---------- Excerpted data ----------
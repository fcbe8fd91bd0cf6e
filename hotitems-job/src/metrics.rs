//! Run counters shared between pipeline threads.

use std::sync::Arc;
use std::sync::atomic::{AtomicU64, Ordering};
use std::time::Duration;

use serde::Serialize;
use serde_json::json;

#[derive(Clone, Debug, Default)]
pub struct JobMetrics {
    inner: Arc<MetricsInner>,
}

#[derive(Debug, Default)]
struct MetricsInner {
    events_read: AtomicU64,
    events_filtered: AtomicU64,
    malformed_records: AtomicU64,
    out_of_order_events: AtomicU64,
    late_events: AtomicU64,
    window_results: AtomicU64,
    reports_emitted: AtomicU64,
    pending_windows_peak: AtomicU64,
}

impl JobMetrics {
    pub fn inc_events_read(&self, delta: u64) {
        self.inner.events_read.fetch_add(delta, Ordering::Relaxed);
    }

    pub fn inc_events_filtered(&self, delta: u64) {
        self.inner.events_filtered.fetch_add(delta, Ordering::Relaxed);
    }

    pub fn inc_malformed_records(&self, delta: u64) {
        self.inner.malformed_records.fetch_add(delta, Ordering::Relaxed);
    }

    pub fn inc_out_of_order_events(&self, delta: u64) {
        self.inner.out_of_order_events.fetch_add(delta, Ordering::Relaxed);
    }

    pub fn inc_late_events(&self, delta: u64) {
        self.inner.late_events.fetch_add(delta, Ordering::Relaxed);
    }

    pub fn inc_window_results(&self, delta: u64) {
        self.inner.window_results.fetch_add(delta, Ordering::Relaxed);
    }

    pub fn inc_reports_emitted(&self, delta: u64) {
        self.inner.reports_emitted.fetch_add(delta, Ordering::Relaxed);
    }

    pub fn record_pending_windows(&self, pending: u64) {
        self.inner
            .pending_windows_peak
            .fetch_max(pending, Ordering::Relaxed);
    }

    pub fn snapshot(&self) -> MetricsSnapshot {
        let load = |counter: &AtomicU64| counter.load(Ordering::Relaxed);
        MetricsSnapshot {
            events_read: load(&self.inner.events_read),
            events_filtered: load(&self.inner.events_filtered),
            malformed_records: load(&self.inner.malformed_records),
            out_of_order_events: load(&self.inner.out_of_order_events),
            late_events: load(&self.inner.late_events),
            window_results: load(&self.inner.window_results),
            reports_emitted: load(&self.inner.reports_emitted),
            pending_windows_peak: load(&self.inner.pending_windows_peak),
        }
    }
}

#[derive(Debug, Clone, Copy, Default, PartialEq, Eq, Serialize)]
pub struct MetricsSnapshot {
    pub events_read: u64,
    pub events_filtered: u64,
    pub malformed_records: u64,
    pub out_of_order_events: u64,
    pub late_events: u64,
    pub window_results: u64,
    pub reports_emitted: u64,
    pub pending_windows_peak: u64,
}

impl MetricsSnapshot {
    /// One-line JSON rendering for logs.
    pub fn to_json_line(&self, label: &str, elapsed: Option<Duration>) -> String {
        json!({
            "label": label,
            "events_read": self.events_read,
            "events_filtered": self.events_filtered,
            "malformed_records": self.malformed_records,
            "out_of_order_events": self.out_of_order_events,
            "late_events": self.late_events,
            "window_results": self.window_results,
            "reports_emitted": self.reports_emitted,
            "pending_windows_peak": self.pending_windows_peak,
            "elapsed_ms": elapsed.map(|d| d.as_millis() as u64),
        })
        .to_string()
    }
}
----------
What to work on
Work out how many lines of the entries include the word "impl", and respond with that number and nothing more.

Problem solution
2